Stored data:
__________

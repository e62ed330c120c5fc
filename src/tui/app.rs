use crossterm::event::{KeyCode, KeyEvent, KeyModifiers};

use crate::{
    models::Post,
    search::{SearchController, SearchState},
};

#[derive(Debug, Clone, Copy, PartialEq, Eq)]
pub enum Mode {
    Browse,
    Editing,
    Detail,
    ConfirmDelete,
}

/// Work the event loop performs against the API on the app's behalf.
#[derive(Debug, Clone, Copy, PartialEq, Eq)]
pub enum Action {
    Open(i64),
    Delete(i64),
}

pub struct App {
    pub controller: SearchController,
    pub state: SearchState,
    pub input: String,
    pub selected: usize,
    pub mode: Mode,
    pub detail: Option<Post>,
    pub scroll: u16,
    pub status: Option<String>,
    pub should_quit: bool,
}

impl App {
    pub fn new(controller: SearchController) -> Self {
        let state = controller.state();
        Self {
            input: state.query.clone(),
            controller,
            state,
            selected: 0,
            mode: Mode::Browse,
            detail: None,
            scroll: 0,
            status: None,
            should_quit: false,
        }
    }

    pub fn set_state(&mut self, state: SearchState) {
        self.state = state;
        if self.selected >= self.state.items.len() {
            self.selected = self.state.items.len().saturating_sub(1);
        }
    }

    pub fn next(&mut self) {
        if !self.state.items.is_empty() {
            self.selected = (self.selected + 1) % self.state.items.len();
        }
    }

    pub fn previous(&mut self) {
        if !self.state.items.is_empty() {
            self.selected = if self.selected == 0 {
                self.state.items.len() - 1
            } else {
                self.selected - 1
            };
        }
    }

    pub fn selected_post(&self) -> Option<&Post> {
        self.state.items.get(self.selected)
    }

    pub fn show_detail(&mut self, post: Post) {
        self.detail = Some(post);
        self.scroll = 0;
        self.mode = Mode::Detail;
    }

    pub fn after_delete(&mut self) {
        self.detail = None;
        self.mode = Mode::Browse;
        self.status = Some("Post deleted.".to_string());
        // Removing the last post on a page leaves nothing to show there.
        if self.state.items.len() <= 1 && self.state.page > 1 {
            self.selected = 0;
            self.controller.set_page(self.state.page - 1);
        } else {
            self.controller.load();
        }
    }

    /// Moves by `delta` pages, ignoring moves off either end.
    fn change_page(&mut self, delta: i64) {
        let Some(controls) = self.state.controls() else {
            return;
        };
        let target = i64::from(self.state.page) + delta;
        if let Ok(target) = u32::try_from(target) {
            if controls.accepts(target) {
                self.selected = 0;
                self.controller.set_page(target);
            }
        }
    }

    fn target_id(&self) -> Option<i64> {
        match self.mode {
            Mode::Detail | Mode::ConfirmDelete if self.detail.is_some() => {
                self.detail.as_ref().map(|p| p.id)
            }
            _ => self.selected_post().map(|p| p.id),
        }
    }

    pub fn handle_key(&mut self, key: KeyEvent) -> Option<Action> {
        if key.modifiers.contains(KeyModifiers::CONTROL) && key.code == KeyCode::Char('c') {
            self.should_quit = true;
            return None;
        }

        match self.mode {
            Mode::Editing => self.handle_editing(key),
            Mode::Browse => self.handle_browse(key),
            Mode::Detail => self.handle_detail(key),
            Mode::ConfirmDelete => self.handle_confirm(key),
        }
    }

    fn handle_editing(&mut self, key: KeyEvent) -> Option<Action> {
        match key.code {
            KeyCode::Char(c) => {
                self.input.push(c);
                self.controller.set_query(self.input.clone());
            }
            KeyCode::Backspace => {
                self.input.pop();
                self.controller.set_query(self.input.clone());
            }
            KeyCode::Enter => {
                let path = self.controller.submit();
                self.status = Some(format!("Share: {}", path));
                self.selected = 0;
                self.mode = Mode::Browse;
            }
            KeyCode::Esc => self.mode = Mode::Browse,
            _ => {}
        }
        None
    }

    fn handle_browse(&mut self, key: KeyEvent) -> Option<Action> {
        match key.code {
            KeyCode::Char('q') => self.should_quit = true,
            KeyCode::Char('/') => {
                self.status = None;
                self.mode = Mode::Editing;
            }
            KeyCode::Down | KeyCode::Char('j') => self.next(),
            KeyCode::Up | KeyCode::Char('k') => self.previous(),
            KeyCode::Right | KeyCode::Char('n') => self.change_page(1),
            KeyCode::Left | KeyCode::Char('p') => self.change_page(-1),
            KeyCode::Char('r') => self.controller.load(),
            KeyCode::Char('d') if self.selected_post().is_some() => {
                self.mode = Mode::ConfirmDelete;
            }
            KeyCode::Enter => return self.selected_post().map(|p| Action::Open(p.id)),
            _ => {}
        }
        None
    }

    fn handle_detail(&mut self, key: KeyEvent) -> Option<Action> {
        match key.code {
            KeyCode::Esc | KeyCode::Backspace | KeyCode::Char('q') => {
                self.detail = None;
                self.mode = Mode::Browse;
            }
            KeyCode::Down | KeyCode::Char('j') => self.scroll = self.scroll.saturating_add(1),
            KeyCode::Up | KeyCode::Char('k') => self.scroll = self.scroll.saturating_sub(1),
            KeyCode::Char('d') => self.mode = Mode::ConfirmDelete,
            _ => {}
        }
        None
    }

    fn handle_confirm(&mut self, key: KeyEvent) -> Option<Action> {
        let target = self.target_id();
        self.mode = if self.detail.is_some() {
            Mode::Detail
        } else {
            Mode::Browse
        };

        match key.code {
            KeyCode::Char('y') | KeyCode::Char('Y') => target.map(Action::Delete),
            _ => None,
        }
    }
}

__________

▶ **What you should do**
From the first line to the last, restate the data above exactly.

▶ **Response area**
repository e62ed330c120c5fc
filename src/tui/app.rs
use crossterm::event::{KeyCode, KeyEvent, KeyModifiers};

use crate::{
    models::Post,
    search::{SearchController, SearchState},
};

#[derive(Debug, Clone, Copy, PartialEq, Eq)]
pub enum Mode {
    Browse,
    Editing,
    Detail,
    ConfirmDelete,
}

/// Work the event loop performs against the API on the app's behalf.
#[derive(Debug, Clone, Copy, PartialEq, Eq)]
pub enum Action {
    Open(i64),
    Delete(i64),
}

pub struct App {
    pub controller: SearchController,
    pub state: SearchState,
    pub input: String,
    pub selected: usize,
    pub mode: Mode,
    pub detail: Option<Post>,
    pub scroll: u16,
    pub status: Option<String>,
    pub should_quit: bool,
}

impl App {
    pub fn new(controller: SearchController) -> Self {
        let state = controller.state();
        Self {
            input: state.query.clone(),
            controller,
            state,
            selected: 0,
            mode: Mode::Browse,
            detail: None,
            scroll: 0,
            status: None,
            should_quit: false,
        }
    }

    pub fn set_state(&mut self, state: SearchState) {
        self.state = state;
        if self.selected >= self.state.items.len() {
            self.selected = self.state.items.len().saturating_sub(1);
        }
    }

    pub fn next(&mut self) {
        if !self.state.items.is_empty() {
            self.selected = (self.selected + 1) % self.state.items.len();
        }
    }

    pub fn previous(&mut self) {
        if !self.state.items.is_empty() {
            self.selected = if self.selected == 0 {
                self.state.items.len() - 1
            } else {
                self.selected - 1
            };
        }
    }

    pub fn selected_post(&self) -> Option<&Post> {
        self.state.items.get(self.selected)
    }

    pub fn show_detail(&mut self, post: Post) {
        self.detail = Some(post);
        self.scroll = 0;
        self.mode = Mode::Detail;
    }

    pub fn after_delete(&mut self) {
        self.detail = None;
        self.mode = Mode::Browse;
        self.status = Some("Post deleted.".to_string());
        // Removing the last post on a page leaves nothing to show there.
        if self.state.items.len() <= 1 && self.state.page > 1 {
            self.selected = 0;
            self.controller.set_page(self.state.page - 1);
        } else {
            self.controller.load();
        }
    }

    /// Moves by `delta` pages, ignoring moves off either end.
    fn change_page(&mut self, delta: i64) {
        let Some(controls) = self.state.controls() else {
            return;
        };
        let target = i64::from(self.state.page) + delta;
        if let Ok(target) = u32::try_from(target) {
            if controls.accepts(target) {
                self.selected = 0;
                self.controller.set_page(target);
            }
        }
    }

    fn target_id(&self) -> Option<i64> {
        match self.mode {
            Mode::Detail | Mode::ConfirmDelete if self.detail.is_some() => {
                self.detail.as_ref().map(|p| p.id)
            }
            _ => self.selected_post().map(|p| p.id),
        }
    }

    pub fn handle_key(&mut self, key: KeyEvent) -> Option<Action> {
        if key.modifiers.contains(KeyModifiers::CONTROL) && key.code == KeyCode::Char('c') {
            self.should_quit = true;
            return None;
        }

        match self.mode {
            Mode::Editing => self.handle_editing(key),
            Mode::Browse => self.handle_browse(key),
            Mode::Detail => self.handle_detail(key),
            Mode::ConfirmDelete => self.handle_confirm(key),
        }
    }

    fn handle_editing(&mut self, key: KeyEvent) -> Option<Action> {
        match key.code {
            KeyCode::Char(c) => {
                self.input.push(c);
                self.controller.set_query(self.input.clone());
            }
            KeyCode::Backspace => {
                self.input.pop();
                self.controller.set_query(self.input.clone());
            }
            KeyCode::Enter => {
                let path = self.controller.submit();
                self.status = Some(format!("Share: {}", path));
                self.selected = 0;
                self.mode = Mode::Browse;
            }
            KeyCode::Esc => self.mode = Mode::Browse,
            _ => {}
        }
        None
    }

    fn handle_browse(&mut self, key: KeyEvent) -> Option<Action> {
        match key.code {
            KeyCode::Char('q') => self.should_quit = true,
            KeyCode::Char('/') => {
                self.status = None;
                self.mode = Mode::Editing;
            }
            KeyCode::Down | KeyCode::Char('j') => self.next(),
            KeyCode::Up | KeyCode::Char('k') => self.previous(),
            KeyCode::Right | KeyCode::Char('n') => self.change_page(1),
            KeyCode::Left | KeyCode::Char('p') => self.change_page(-1),
            KeyCode::Char('r') => self.controller.load(),
            KeyCode::Char('d') if self.selected_post().is_some() => {
                self.mode = Mode::ConfirmDelete;
            }
            KeyCode::Enter => return self.selected_post().map(|p| Action::Open(p.id)),
            _ => {}
        }
        None
    }

    fn handle_detail(&mut self, key: KeyEvent) -> Option<Action> {
        match key.code {
            KeyCode::Esc | KeyCode::Backspace | KeyCode::Char('q') => {
                self.detail = None;
                self.mode = Mode::Browse;
            }
            KeyCode::Down | KeyCode::Char('j') => self.scroll = self.scroll.saturating_add(1),
            KeyCode::Up | KeyCode::Char('k') => self.scroll = self.scroll.saturating_sub(1),
            KeyCode::Char('d') => self.mode = Mode::ConfirmDelete,
            _ => {}
        }
        None
    }

    fn handle_confirm(&mut self, key: KeyEvent) -> Option<Action> {
        let target = self.target_id();
        self.mode = if self.detail.is_some() {
            Mode::Detail
        } else {
            Mode::Browse
        };

        match key.code {
            KeyCode::Char('y') | KeyCode::Char('Y') => target.map(Action::Delete),
            _ => None,
        }
    }
}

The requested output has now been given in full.